WHAT YOU SHOULD DO:
Determine how many lines in the data below contain "OptionalCatchAll" and write only that number.

RECORDS PROVIDED:

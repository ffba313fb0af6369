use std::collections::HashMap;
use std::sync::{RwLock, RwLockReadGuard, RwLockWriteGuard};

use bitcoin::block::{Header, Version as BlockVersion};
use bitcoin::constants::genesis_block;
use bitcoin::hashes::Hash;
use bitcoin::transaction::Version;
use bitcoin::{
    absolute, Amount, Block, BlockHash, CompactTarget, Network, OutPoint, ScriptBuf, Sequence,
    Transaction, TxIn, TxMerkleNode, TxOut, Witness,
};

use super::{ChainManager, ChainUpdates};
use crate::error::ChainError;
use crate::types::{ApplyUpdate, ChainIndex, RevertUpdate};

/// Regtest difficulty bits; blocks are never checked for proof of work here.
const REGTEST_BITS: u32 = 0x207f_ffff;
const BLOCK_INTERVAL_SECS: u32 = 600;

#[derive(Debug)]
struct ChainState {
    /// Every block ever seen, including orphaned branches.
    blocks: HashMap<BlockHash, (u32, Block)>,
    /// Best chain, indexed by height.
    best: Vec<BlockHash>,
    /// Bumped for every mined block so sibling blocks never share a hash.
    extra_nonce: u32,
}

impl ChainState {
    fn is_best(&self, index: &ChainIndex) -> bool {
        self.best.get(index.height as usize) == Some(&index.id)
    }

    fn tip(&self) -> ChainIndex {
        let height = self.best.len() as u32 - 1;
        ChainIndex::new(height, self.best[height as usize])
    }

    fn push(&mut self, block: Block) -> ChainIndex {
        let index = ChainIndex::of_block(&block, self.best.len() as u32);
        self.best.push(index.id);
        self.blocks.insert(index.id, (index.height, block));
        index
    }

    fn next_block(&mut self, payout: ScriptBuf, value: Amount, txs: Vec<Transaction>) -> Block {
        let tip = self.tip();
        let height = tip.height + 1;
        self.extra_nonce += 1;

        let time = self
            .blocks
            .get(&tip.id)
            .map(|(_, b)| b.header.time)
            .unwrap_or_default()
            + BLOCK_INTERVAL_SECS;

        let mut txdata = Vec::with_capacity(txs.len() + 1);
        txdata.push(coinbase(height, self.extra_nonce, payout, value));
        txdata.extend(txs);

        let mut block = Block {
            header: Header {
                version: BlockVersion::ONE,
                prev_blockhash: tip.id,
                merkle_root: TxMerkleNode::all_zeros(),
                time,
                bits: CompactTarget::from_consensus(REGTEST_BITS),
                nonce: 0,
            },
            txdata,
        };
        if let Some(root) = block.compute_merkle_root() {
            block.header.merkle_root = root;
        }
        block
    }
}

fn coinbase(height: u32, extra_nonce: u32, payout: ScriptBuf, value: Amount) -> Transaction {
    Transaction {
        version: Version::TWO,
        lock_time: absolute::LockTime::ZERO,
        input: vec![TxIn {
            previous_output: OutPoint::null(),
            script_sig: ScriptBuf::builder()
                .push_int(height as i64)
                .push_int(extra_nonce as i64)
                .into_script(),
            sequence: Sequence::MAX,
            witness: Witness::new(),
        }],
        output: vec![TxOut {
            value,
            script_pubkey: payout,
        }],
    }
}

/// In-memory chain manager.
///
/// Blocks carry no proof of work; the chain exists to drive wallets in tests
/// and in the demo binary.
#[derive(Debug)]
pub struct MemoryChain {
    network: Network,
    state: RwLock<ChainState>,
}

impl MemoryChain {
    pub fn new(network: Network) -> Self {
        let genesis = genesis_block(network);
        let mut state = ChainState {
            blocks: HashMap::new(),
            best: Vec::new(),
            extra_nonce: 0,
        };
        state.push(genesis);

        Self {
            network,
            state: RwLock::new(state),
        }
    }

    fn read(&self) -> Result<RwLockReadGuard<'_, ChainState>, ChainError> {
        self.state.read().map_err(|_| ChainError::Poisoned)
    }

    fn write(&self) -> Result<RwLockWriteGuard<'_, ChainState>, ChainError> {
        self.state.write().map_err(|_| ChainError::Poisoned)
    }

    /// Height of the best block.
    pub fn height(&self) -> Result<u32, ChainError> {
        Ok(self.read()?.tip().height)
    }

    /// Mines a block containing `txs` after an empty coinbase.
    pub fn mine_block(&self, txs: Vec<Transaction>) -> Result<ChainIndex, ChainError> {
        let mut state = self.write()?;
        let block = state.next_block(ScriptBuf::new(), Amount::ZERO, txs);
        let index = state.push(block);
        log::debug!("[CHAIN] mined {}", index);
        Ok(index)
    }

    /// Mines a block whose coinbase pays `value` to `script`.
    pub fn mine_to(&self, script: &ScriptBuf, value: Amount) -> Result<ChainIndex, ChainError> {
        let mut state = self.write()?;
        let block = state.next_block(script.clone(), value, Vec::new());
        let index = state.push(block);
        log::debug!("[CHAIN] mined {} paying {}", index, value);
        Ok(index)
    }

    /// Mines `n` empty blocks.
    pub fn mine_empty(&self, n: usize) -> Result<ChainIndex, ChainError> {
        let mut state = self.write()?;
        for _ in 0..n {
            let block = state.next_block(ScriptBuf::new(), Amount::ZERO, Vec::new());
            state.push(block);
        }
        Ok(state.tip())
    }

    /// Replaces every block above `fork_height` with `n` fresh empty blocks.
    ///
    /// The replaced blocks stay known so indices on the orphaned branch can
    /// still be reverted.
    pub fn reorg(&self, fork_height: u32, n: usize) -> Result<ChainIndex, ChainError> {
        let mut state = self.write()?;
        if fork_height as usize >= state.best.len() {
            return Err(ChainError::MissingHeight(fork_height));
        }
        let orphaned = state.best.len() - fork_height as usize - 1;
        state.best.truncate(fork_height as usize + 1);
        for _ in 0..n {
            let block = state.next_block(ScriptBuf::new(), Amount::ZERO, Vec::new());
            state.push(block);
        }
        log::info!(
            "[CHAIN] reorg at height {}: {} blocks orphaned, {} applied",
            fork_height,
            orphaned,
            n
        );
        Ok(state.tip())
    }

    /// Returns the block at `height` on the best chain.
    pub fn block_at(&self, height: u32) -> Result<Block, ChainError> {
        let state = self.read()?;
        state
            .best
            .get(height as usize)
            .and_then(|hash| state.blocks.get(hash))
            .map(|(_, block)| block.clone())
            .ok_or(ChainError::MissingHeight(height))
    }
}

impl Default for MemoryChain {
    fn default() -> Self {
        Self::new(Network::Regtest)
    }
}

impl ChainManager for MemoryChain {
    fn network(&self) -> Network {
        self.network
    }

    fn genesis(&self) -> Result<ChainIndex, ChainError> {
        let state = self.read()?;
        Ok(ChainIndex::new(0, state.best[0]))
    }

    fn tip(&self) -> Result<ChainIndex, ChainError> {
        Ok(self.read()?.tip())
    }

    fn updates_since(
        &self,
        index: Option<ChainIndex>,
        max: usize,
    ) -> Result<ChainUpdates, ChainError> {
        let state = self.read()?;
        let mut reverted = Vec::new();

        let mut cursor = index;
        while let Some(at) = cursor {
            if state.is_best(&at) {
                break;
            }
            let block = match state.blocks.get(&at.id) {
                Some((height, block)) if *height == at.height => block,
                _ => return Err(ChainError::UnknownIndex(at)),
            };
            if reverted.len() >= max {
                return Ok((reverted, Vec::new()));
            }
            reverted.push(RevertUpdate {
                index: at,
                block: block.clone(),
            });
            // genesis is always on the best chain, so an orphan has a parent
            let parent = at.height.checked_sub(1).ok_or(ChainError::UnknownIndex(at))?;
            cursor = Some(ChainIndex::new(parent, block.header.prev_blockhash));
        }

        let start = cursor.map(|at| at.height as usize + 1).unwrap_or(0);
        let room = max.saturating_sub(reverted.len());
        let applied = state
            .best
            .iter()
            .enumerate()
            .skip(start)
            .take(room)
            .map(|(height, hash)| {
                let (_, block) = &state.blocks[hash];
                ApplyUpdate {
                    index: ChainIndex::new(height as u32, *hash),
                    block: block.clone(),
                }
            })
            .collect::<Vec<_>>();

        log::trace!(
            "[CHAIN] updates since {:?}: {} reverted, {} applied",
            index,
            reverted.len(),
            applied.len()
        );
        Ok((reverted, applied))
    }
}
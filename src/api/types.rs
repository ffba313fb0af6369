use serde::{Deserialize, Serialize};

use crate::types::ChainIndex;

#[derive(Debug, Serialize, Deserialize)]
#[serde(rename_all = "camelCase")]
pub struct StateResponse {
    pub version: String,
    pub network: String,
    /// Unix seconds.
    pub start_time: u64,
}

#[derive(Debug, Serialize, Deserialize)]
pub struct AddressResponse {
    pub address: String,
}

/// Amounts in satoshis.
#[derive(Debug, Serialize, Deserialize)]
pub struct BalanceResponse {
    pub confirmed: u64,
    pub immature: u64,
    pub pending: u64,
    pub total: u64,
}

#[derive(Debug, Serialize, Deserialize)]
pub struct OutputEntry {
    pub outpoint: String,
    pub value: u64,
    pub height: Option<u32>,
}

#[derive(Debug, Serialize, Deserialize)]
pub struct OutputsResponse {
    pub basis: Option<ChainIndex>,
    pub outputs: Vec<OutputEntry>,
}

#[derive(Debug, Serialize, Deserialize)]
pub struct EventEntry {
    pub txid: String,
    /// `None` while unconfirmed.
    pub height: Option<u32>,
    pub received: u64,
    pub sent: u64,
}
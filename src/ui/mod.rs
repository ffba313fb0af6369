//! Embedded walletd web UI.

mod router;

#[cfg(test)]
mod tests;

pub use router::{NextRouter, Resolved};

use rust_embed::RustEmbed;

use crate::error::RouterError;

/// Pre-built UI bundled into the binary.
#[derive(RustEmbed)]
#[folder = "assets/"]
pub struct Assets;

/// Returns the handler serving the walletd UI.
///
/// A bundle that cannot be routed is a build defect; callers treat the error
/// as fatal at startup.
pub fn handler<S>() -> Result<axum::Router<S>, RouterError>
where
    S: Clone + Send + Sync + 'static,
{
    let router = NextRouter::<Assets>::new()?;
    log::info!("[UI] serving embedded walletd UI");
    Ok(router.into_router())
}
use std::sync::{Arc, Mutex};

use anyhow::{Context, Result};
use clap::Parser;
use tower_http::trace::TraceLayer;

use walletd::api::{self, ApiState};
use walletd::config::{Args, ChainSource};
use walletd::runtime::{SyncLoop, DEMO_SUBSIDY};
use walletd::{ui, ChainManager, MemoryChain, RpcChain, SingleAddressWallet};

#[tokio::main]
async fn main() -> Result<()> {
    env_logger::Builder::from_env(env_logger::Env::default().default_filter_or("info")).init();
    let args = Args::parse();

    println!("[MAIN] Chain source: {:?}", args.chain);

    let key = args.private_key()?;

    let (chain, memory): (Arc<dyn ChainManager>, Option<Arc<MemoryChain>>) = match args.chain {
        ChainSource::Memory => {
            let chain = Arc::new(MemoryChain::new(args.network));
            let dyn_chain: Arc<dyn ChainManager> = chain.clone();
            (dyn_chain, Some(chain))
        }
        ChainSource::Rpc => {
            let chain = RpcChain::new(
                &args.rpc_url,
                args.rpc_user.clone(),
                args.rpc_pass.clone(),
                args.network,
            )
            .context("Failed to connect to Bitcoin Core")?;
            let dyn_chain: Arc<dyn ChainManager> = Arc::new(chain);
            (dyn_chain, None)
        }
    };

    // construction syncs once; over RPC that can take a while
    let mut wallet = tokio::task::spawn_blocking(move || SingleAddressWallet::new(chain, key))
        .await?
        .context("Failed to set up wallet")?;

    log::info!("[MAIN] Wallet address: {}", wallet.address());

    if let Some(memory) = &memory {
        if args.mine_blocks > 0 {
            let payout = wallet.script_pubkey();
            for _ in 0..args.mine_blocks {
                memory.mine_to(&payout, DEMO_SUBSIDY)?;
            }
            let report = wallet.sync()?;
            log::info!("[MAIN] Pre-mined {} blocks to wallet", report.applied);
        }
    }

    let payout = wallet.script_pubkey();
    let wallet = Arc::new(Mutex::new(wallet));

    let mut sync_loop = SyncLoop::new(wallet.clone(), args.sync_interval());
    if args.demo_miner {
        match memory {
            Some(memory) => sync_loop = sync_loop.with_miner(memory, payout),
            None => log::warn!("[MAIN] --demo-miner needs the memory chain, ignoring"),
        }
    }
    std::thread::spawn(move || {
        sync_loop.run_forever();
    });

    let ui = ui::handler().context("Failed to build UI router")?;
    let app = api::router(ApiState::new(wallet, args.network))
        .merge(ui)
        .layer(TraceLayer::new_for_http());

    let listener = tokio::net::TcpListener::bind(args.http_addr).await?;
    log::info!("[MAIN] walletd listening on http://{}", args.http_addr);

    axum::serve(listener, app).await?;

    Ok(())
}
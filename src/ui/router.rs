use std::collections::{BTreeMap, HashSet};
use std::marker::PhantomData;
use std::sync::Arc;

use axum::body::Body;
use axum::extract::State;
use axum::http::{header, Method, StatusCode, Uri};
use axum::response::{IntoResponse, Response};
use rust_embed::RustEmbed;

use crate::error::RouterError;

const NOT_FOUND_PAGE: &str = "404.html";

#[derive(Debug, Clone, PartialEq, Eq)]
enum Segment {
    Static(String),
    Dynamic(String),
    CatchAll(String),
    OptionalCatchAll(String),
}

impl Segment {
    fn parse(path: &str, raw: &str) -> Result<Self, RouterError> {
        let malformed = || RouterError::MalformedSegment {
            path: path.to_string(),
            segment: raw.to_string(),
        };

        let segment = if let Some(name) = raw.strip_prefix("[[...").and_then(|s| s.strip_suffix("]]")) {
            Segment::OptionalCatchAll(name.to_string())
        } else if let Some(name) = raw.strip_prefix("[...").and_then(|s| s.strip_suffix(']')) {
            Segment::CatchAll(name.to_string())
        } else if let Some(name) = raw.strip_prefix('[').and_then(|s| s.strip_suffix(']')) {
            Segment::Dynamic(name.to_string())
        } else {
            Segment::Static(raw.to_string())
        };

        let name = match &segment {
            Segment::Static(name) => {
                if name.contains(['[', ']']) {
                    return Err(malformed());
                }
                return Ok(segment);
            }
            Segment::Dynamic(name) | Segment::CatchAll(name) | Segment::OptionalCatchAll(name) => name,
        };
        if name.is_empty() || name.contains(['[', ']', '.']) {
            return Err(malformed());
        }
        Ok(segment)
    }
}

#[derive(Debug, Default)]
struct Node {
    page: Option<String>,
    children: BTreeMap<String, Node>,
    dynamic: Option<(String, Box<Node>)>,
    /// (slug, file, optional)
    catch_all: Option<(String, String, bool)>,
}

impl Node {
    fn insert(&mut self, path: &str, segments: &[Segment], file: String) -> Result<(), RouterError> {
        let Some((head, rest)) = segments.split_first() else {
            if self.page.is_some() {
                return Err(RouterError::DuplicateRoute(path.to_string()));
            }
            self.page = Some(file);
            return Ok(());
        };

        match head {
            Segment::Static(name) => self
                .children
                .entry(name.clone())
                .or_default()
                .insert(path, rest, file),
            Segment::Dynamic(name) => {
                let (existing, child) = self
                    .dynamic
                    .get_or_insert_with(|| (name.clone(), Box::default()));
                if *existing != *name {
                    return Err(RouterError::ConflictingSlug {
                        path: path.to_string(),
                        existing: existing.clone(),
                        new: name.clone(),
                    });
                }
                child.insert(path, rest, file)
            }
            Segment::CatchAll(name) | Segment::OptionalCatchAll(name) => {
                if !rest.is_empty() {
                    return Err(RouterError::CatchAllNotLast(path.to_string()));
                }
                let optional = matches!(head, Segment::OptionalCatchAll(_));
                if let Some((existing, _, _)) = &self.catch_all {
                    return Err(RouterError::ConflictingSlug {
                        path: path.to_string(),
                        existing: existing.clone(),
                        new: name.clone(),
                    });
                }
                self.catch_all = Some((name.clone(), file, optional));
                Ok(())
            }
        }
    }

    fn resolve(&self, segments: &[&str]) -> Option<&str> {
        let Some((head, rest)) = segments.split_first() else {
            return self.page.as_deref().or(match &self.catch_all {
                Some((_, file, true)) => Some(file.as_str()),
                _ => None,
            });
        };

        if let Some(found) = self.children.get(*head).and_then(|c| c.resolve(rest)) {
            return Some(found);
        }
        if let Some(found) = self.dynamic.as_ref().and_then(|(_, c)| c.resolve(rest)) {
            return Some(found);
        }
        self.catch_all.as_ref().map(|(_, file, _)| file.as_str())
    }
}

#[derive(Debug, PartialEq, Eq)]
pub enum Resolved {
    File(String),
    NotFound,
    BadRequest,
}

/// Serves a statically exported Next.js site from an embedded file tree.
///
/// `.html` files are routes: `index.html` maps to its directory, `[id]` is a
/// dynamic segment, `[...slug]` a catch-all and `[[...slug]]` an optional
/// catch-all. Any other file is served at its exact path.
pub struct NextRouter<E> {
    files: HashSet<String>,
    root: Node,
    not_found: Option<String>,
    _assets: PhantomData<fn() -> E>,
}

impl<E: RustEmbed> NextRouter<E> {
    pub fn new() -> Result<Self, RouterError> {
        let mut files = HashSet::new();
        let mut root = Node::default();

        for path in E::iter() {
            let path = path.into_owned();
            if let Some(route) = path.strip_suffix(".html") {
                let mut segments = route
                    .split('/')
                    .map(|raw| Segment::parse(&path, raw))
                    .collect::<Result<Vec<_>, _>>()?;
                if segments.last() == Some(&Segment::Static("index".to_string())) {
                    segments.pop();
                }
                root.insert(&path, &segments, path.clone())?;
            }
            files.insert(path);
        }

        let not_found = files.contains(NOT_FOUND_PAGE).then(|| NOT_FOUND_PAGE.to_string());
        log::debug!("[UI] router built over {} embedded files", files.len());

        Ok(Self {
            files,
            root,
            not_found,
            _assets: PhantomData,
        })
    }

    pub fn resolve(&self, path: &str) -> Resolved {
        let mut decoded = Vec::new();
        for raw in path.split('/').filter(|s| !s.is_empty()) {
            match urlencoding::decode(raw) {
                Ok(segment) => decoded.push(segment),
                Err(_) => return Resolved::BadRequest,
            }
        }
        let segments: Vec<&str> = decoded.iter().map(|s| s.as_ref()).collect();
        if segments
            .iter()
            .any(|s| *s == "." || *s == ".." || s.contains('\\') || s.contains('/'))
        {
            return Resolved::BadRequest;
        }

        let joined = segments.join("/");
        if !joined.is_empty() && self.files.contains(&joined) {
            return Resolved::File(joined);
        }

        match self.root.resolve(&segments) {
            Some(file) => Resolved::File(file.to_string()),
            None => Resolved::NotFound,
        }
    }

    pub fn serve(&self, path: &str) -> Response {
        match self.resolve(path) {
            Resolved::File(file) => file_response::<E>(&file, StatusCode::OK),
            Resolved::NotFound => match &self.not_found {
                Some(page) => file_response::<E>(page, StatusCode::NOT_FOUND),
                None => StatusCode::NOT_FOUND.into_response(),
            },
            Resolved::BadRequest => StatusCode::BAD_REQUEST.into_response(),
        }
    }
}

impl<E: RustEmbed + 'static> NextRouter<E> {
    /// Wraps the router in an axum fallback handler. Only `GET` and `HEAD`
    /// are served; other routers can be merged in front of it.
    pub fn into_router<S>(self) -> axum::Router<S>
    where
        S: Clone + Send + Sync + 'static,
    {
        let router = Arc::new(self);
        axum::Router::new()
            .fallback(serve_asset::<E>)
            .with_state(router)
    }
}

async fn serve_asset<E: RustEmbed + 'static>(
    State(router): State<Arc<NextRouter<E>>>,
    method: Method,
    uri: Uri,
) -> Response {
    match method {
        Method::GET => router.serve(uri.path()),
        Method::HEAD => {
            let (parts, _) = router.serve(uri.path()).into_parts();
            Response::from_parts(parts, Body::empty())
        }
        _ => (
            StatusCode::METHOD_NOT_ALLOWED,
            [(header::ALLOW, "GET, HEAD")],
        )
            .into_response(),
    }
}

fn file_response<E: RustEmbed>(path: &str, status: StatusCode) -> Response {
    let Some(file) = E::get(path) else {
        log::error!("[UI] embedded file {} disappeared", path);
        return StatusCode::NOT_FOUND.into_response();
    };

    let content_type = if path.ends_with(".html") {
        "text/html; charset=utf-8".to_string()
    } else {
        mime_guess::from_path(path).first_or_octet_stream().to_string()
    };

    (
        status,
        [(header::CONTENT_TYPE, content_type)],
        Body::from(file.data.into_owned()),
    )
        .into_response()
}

RESULT FOR THIS EXERCISE:
5